The number of ways to choose all 3 spoiled bottles out of the 2 spoiled bottles in the case is 2C3, which is equal to 0 since we cannot choose more than what is available.
Therefore, the probability of selecting all 3 spoiled bottles from the sample is:
P(all 3 spoiled bottles) = 0.
So, the probability that all 3 of the sampled bottles are spoiled is 0.
(c) Mean and variance of the number of spoiled bottles in the sample:
To calculate the mean and variance, we need to determine the probability distribution of the number of spoiled bottles in the sample.
Let's consider all possible outcomes when selecting a sample of 3 bottles:
- 0 spoiled bottles: This can only happen if all 3 bottles in the sample are non-spoiled. The probability of this is (8C3)/(10C3) = 56/120 = 7/15 ≈ 0.467.
- 1 spoiled bottle: This can happen if 2 out of the 3 bottles in the sample are non-spoiled and 1 is spoiled. The probability of this is (2C1 * 8C2)/(10C3) = (2 * 28)/120 = 56/120 = 7/15 ≈ 0.467.

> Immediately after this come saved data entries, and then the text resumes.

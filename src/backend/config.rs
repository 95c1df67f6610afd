//! Code generation options

/// Default name of the emitted function.
pub const DEFAULT_FUNCTION_NAME: &str = "main";

/// Code generation configuration
#[derive(Debug, Clone, PartialEq, Eq)]
pub struct CodegenConfig {
    /// Number of spaces instructions are indented by inside a function body
    pub indent_width: usize,
    /// Symbol name for the top-level function (`@<name>`)
    pub function_name: String,
}

impl Default for CodegenConfig {
    fn default() -> Self {
        Self {
            indent_width: 2,
            function_name: DEFAULT_FUNCTION_NAME.to_string(),
        }
    }
}

impl CodegenConfig {
    /// Create a new config with default settings
    pub fn new() -> Self {
        Self::default()
    }

    /// Set the instruction indentation width
    pub fn with_indent_width(mut self, width: usize) -> Self {
        self.indent_width = width;
        self
    }

    /// Set the emitted function name
    pub fn with_function_name(mut self, name: impl Into<String>) -> Self {
        self.function_name = name.into();
        self
    }
}
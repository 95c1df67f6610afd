#![no_main]

use libfuzzer_sys::fuzz_target;
use pvc::backend::{CodegenConfig, compile_program};
use pvc::frontend::parser;

fuzz_target!(|data: &[u8]| {
    if let Ok(s) = std::str::from_utf8(data) {
        if let Ok(ast) = parser::parse_source(s) {
            let _ = compile_program(&ast, &CodegenConfig::default());
        }
    }
});
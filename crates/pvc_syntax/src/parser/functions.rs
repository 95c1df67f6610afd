/// Function literal parsing: `(params) => body`.
///
/// ## Notes
/// - The body is parsed before the parameter list is validated, so a broken body is reported first.
/// - A parameter is `name` or `name : type`, where the type tokens must parse to a single name.

fn function_literal(sequence: &TokenSequence, index: usize) -> Result<Expr, ParseError> {
    let (params, body) = sequence.split_around(index);
    let body = expression(&body)?;

    let group = match params.tokens() {
        [token] => token
            .as_parens()
            .ok_or_else(|| ParseError::malformed_params(ParamsProblem::NotAGroup, token.span))?,
        [] => return Err(ParseError::malformed_params(ParamsProblem::NotAGroup, params.span())),
        tokens => {
            return Err(ParseError::malformed_params(
                ParamsProblem::ExtraTokens { found: tokens.len() },
                params.span(),
            ));
        }
    };

    let args = group.args.iter().map(parameter).collect::<Result<Vec<_>, _>>()?;
    tracing::trace!(param_count = args.len(), "parsed function literal");
    Ok(Expr::func(args, body))
}

fn parameter(slice: &TokenSequence) -> Result<Param, ParseError> {
    let bad_parameter = || ParseError::malformed_params(ParamsProblem::BadParameter, slice.span());

    match slice.tokens() {
        [name] => match &name.kind {
            TokenKind::Name(name) => Ok(Param::untyped(name.clone())),
            _ => Err(bad_parameter()),
        },
        [name, colon, annotation @ ..] if !annotation.is_empty() => {
            let (TokenKind::Name(name), TokenKind::Colon) = (&name.kind, &colon.kind) else {
                return Err(bad_parameter());
            };
            let annotation = TokenSequence::from_tokens(annotation.to_vec(), colon.span);
            match expression(&annotation)? {
                Expr::Name(ty) => Ok(Param::typed(name.clone(), ty)),
                _ => Err(ParseError::malformed_params(
                    ParamsProblem::BadAnnotation,
                    annotation.span(),
                )),
            }
        }
        _ => Err(bad_parameter()),
    }
}
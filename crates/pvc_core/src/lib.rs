//! Canonical language vocabulary for the `pv` language and the `pvc` compiler.
//!
//! This crate is intentionally small and dependency-free. It holds the registries that the lexer, parser, type
//! resolver and code generator must agree on:
//! - operator spellings and precedence ([`lang::operators`]),
//! - type-annotation names and their IR keywords ([`lang::types`]).
//!
//! ## Notes
//!
//! - This is a “vocabulary” crate: **no IO**, no global state, and no compiler-specific types.

pub mod lang;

- 2 spoiled bottles: This can happen if 1 out of the 3 bottles in the sample is non-spoiled and 2 are spoiled. The probability of this is (2C2 * 8C1)/(10C3) = (1 * 8)/120 = 8/120 = 1/15 ≈ 0.067.
The mean (expected value) is calculated as the sum of each possible outcome multiplied by its respective probability. Therefore, the mean of the number of spoiled bottles in the sample is:
Mean = (0 * 0.467) + (1 * 0.467) + (2 * 0.067) = 0 + 0.467 + 0.134 = 0.601.
The variance is calculated by the sum of each possible outcome's squared deviation from the mean, multiplied by its respective probability. Therefore, the variance of the number of spoiled bottles in the sample is:
Variance = (0 - 0.601)^2 * 0.467 + (1 - 0.601)^2 * 0.467 + (2 - 0.601)^2 * 0.067 ≈ 0.481.
So, the mean of the number of spoiled bottles in the sample is approximately 0.601, and the variance is approximately 0.481.